Personnellement, je pense que dans ce domaine, depuis le temps que les hommes et les femmes font l’amour ensemble, ils ont fini par mélanger et partager leur imaginaire. Quand il y a une bonne entente sexuelle entre un homme et une femme, souvent ce sont les mêmes positions et les mêmes situations qui vont les exciter. Quand une femme est séduite par un homme, c’est souvent qu’il l’entraîne sur un terrain où elle a envie d’aller. À mon avis, la question du genre dans la pornographie ne se pose pas vraiment. C’est différent si on parle de représentation plus élaborée. La manière dont certaines femmes écrivains ou cinéastes représentent la sexualité dans leurs œuvres est différente de ce que les hommes ont pu faire. Je crois que cette différence pourrait se résumer à un plus grand sens du réalisme. Dans la fantasmatique masculine, on a tendance à évacuer les détails, les à-côtés. Alors que les femmes sont attentives aux petits détails réalistes qui replacent l’acte sexuel dans un contexte ancré dans le réel. Le discours sur la sexualité ayant été l’apanage des hommes depuis très longtemps, notre travail semble être de dire des choses qu’ils avaient négligées ou évitées. Soit qu’elles appartiennent spécifiquement au désir féminin, soit que les hommes, comme je le crois, aient tendance à isoler l’acte sexuel. Les femmes au contraire élargissent le champ de vision, prenez les films de Catherine Breillat, et notamment la fameuse scène du tampon sanglant dans Anatomie de l’enfer. On pourrait s’attendre à ce que les femmes idéalisent l’acte d’amour, et en réalité elles sont plutôt enclines au prosaïsme. Cette attention à la trivialité n’enlève rien au désir, au contraire.

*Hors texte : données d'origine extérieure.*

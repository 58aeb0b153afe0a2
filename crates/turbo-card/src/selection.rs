//! Variant selection state and call-to-action eligibility.
//!
//! ```text
//! Uninitialized --initialize--> Selected(id)
//! Selected(id)  --select(id2)--> Selected(id2)
//! Selected(id)  --reset-------> Uninitialized   (product rebind)
//! ```

use serde::{Deserialize, Serialize};

use crate::catalog::{ProductListing, Variant};
use crate::ids::ProductId;

/// Which variant a card currently has chosen.
///
/// `Selected("")` means "no variant" and is the state of a card whose
/// listing has no variants.
#[derive(Debug, Clone, PartialEq, Eq, Default)]
pub enum SelectionState {
    #[default]
    Uninitialized,
    Selected(String),
}

impl SelectionState {
    /// State right after initialization for the given variants.
    pub fn initial(variants: &[Variant]) -> Self {
        SelectionState::Selected(initial_variant_id(variants).to_string())
    }

    /// Apply the initialization rule. Only acts on an uninitialized state.
    pub fn initialize(&mut self, variants: &[Variant]) {
        if let SelectionState::Uninitialized = self {
            *self = Self::initial(variants);
        }
    }

    /// Replace the selected identifier unconditionally.
    pub fn select(&mut self, id: impl Into<String>) {
        *self = SelectionState::Selected(id.into());
    }

    /// Forget the selection so the next `initialize` recomputes it.
    pub fn reset(&mut self) {
        *self = SelectionState::Uninitialized;
    }

    pub fn is_initialized(&self) -> bool {
        matches!(self, SelectionState::Selected(_))
    }

    /// The selected identifier; empty when uninitialized or when none is chosen.
    pub fn selected_id(&self) -> &str {
        match self {
            SelectionState::Uninitialized => "",
            SelectionState::Selected(id) => id,
        }
    }
}

/// Initial selection: the first enabled variant, else the first variant,
/// else the empty identifier.
pub fn initial_variant_id(variants: &[Variant]) -> &str {
    variants
        .iter()
        .find(|v| !v.disabled)
        .or_else(|| variants.first())
        .map(|v| v.id.as_str())
        .unwrap_or("")
}

/// Whether binding `next` in place of `current` must recompute the
/// selection: the product identity or its variant list changed.
pub fn needs_reinit(current: &ProductListing, next: &ProductListing) -> bool {
    !same_binding(&current.id, &current.variants, next)
}

fn same_binding(product_id: &ProductId, variants: &[Variant], listing: &ProductListing) -> bool {
    *product_id == listing.id && variants == listing.variants.as_slice()
}

/// A selection remembered together with the listing it was made for.
///
/// Reading it against a listing it is not bound to yields that listing's
/// initial selection, so a renderer that swaps listings never observes the
/// old product's choice paired with the new product.
#[derive(Debug, Clone, PartialEq, Eq)]
pub struct BoundSelection {
    product_id: ProductId,
    variants: Vec<Variant>,
    state: SelectionState,
}

impl BoundSelection {
    /// Bind to `listing` with its initial selection.
    pub fn new(listing: &ProductListing) -> Self {
        Self {
            product_id: listing.id.clone(),
            variants: listing.variants.clone(),
            state: SelectionState::initial(&listing.variants),
        }
    }

    pub fn is_bound_to(&self, listing: &ProductListing) -> bool {
        same_binding(&self.product_id, &self.variants, listing)
    }

    /// The selection in effect for `listing`.
    pub fn current(&self, listing: &ProductListing) -> SelectionState {
        if self.is_bound_to(listing) {
            self.state.clone()
        } else {
            SelectionState::initial(&listing.variants)
        }
    }

    /// Record a user choice made while `listing` was displayed.
    pub fn select(&mut self, listing: &ProductListing, id: impl Into<String>) {
        if !self.is_bound_to(listing) {
            *self = Self::new(listing);
        }
        self.state.select(id);
    }
}

/// How disabled variants interact with selection.
///
/// Disabled options are marked in the selector but not blocked: the
/// initialization fallback may land on one and a user may choose one.
#[derive(Debug, Clone, Copy, PartialEq, Eq, Default, Serialize, Deserialize)]
#[serde(rename_all = "snake_case")]
#[non_exhaustive]
pub enum DisabledVariantPolicy {
    #[default]
    Selectable,
}

impl DisabledVariantPolicy {
    /// Whether `variant` may become the selection.
    pub fn allows(&self, _variant: &Variant) -> bool {
        match self {
            DisabledVariantPolicy::Selectable => true,
        }
    }
}

/// Why the call-to-action controls are disabled.
#[derive(Debug, Clone, Copy, PartialEq, Eq, Serialize, Deserialize)]
#[serde(rename_all = "snake_case")]
pub enum CtaBlock {
    OutOfStock,
    NoSelection,
}

impl CtaBlock {
    pub fn as_str(&self) -> &'static str {
        match self {
            CtaBlock::OutOfStock => "out_of_stock",
            CtaBlock::NoSelection => "no_selection",
        }
    }
}

/// The reason the CTA is disabled, or `None` when it is enabled.
///
/// Stock is checked first. With variants present the selection must be a
/// non-empty identifier from the listing.
pub fn cta_block(listing: &ProductListing, selection: &SelectionState) -> Option<CtaBlock> {
    if !listing.in_stock {
        return Some(CtaBlock::OutOfStock);
    }
    if !listing.has_variants() {
        return None;
    }

    let id = selection.selected_id();
    if id.is_empty() || listing.find_variant(id).is_none() {
        Some(CtaBlock::NoSelection)
    } else {
        None
    }
}

pub fn is_cta_disabled(listing: &ProductListing, selection: &SelectionState) -> bool {
    cta_block(listing, selection).is_some()
}

#[cfg(test)]
mod tests {
    use super::*;

    fn variants(specs: &[(&str, bool)]) -> Vec<Variant> {
        specs
            .iter()
            .map(|(id, disabled)| Variant::new(*id, id.to_uppercase()).with_disabled(*disabled))
            .collect()
    }

    #[test]
    fn test_initial_picks_first_enabled() {
        let vs = variants(&[("a", true), ("b", false), ("c", false)]);
        assert_eq!(initial_variant_id(&vs), "b");
    }

    #[test]
    fn test_initial_falls_back_to_first_when_all_disabled() {
        let vs = variants(&[("a", true), ("z", true)]);
        assert_eq!(initial_variant_id(&vs), "a");
    }

    #[test]
    fn test_initial_empty_list() {
        assert_eq!(initial_variant_id(&[]), "");
        assert_eq!(SelectionState::initial(&[]), SelectionState::Selected(String::new()));
    }

    #[test]
    fn test_state_transitions() {
        let vs = variants(&[("x", false), ("y", false)]);
        let mut state = SelectionState::default();
        assert!(!state.is_initialized());
        assert_eq!(state.selected_id(), "");

        state.initialize(&vs);
        assert_eq!(state.selected_id(), "x");

        state.select("y");
        assert_eq!(state.selected_id(), "y");

        // A second initialize does not clobber the user's choice.
        state.initialize(&vs);
        assert_eq!(state.selected_id(), "y");

        state.reset();
        assert!(!state.is_initialized());
        state.initialize(&vs);
        assert_eq!(state.selected_id(), "x");
    }

    #[test]
    fn test_needs_reinit() {
        let a = ProductListing::new("p1", "Tee", 10.0)
            .with_variants(variants(&[("s", false), ("m", false)]));

        let repriced = ProductListing { price: 12.0, in_stock: true, ..a.clone() };
        assert!(!needs_reinit(&a, &repriced));

        let other = ProductListing::new("p2", "Tee", 10.0).with_variants(a.variants.clone());
        assert!(needs_reinit(&a, &other));

        let fewer = a.clone().with_variants(variants(&[("m", false)]));
        assert!(needs_reinit(&a, &fewer));
    }

    #[test]
    fn test_bound_selection_follows_listing() {
        let a = ProductListing::new("A", "Tee", 10.0)
            .with_variants(variants(&[("x", false), ("y", false)]));
        let b = ProductListing::new("B", "Mug", 10.0)
            .with_variants(variants(&[("w", false), ("x", false)]));

        let mut bound = BoundSelection::new(&a);
        bound.select(&a, "y");
        assert_eq!(bound.current(&a).selected_id(), "y");

        // B also lists "x"; A's choice must not leak into it.
        bound.select(&a, "x");
        assert_eq!(bound.current(&b).selected_id(), "w");
        assert!(!bound.is_bound_to(&b));

        bound.select(&b, "x");
        assert!(bound.is_bound_to(&b));
        assert_eq!(bound.current(&b).selected_id(), "x");
        assert_eq!(bound.current(&a).selected_id(), "x");
        assert!(!bound.is_bound_to(&a));
    }

    #[test]
    fn test_bound_selection_keeps_choice_across_stock_change() {
        let a = ProductListing::new("A", "Tee", 10.0)
            .with_stock(true)
            .with_variants(variants(&[("x", false), ("y", false)]));
        let mut bound = BoundSelection::new(&a);
        bound.select(&a, "y");

        let sold_out = a.clone().with_stock(false);
        assert_eq!(bound.current(&sold_out).selected_id(), "y");
    }

    #[test]
    fn test_disabled_variants_are_selectable() {
        let vs = variants(&[("a", true)]);
        assert!(DisabledVariantPolicy::default().allows(&vs[0]));
    }

    #[test]
    fn test_cta_without_variants_depends_on_stock() {
        let listing = ProductListing::new("p1", "Mug", 5.0).with_stock(true);
        let state = SelectionState::initial(&listing.variants);
        assert_eq!(cta_block(&listing, &state), None);

        let listing = listing.with_stock(false);
        assert_eq!(cta_block(&listing, &state), Some(CtaBlock::OutOfStock));
    }

    #[test]
    fn test_cta_out_of_stock_wins() {
        let listing = ProductListing::new("p1", "Tee", 5.0)
            .with_variants(variants(&[("s", false)]));
        let state = SelectionState::initial(&listing.variants);
        assert!(is_cta_disabled(&listing, &state));
        assert_eq!(cta_block(&listing, &state), Some(CtaBlock::OutOfStock));
    }

    #[test]
    fn test_cta_requires_listed_selection() {
        let listing = ProductListing::new("p1", "Tee", 5.0)
            .with_stock(true)
            .with_variants(variants(&[("s", false), ("m", false)]));

        assert!(!is_cta_disabled(&listing, &SelectionState::Selected("m".into())));
        assert_eq!(
            cta_block(&listing, &SelectionState::Selected(String::new())),
            Some(CtaBlock::NoSelection)
        );
        assert_eq!(
            cta_block(&listing, &SelectionState::Selected("xl".into())),
            Some(CtaBlock::NoSelection)
        );
        assert_eq!(
            cta_block(&listing, &SelectionState::Uninitialized),
            Some(CtaBlock::NoSelection)
        );
    }

    #[test]
    fn test_cta_enabled_on_disabled_fallback() {
        let listing = ProductListing::new("p1", "Tee", 5.0)
            .with_stock(true)
            .with_variants(variants(&[("a", true)]));
        let state = SelectionState::initial(&listing.variants);
        assert_eq!(state.selected_id(), "a");
        assert!(!is_cta_disabled(&listing, &state));
    }
}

Vous pourtant, vous disiez que vous préfériez des représentations moins réalistes. Est-ce à dire que la vision « masculine » du sexe, plus concentrée sur l’acte lui-même, vous excite plus ?
Oui. Une chose est la représentation féminine de la sexualité, une autre la préférence des femmes en tant que consommatrice de pornographie. Si je prends mon exemple, je suis, à rebours de ce que disent beaucoup de femmes, très sensible aux gros plans, jusque dans leur abstraction. Je crois que ce goût pour la vision des organes génitaux en action correspond profondément à mon mode sexuel. La sexualité de groupe offre aussi ce rapport direct avec des corps dépersonnalisés. On m’a critiqué pour ça, quand je l’ai raconté dans La Vie Sexuelle de Catherine M. Le psychanalyste Daniel Sibony est allé jusqu’à me reprocher d’avoir avec ces « corps sans tête » un rapport quasi-fasciste. C’est très exagéré, évidemment. C’est aussi ne pas comprendre qu’il y a dans la sexualité de groupe des moments différents, et si l’acte en lui-même est assez âpre, il y a aussi des instants de tendresse, de complicité, et même des relations privilégiées. Sauf que c’est avec des inconnus avec qui l’on n’a pas dîné avant. Les gens que j’ai rencontrés dans ces pratiques étaient plus attentifs et plus adorables que bien des amants avec qui j’ai eu des rapports strictement individuels (rires).
Les critiques que vous avez reçues lors de la publication de La Vie sexuelle de Catherine M. étaient-elles dues en majorité au fait que vous soyez une femme ?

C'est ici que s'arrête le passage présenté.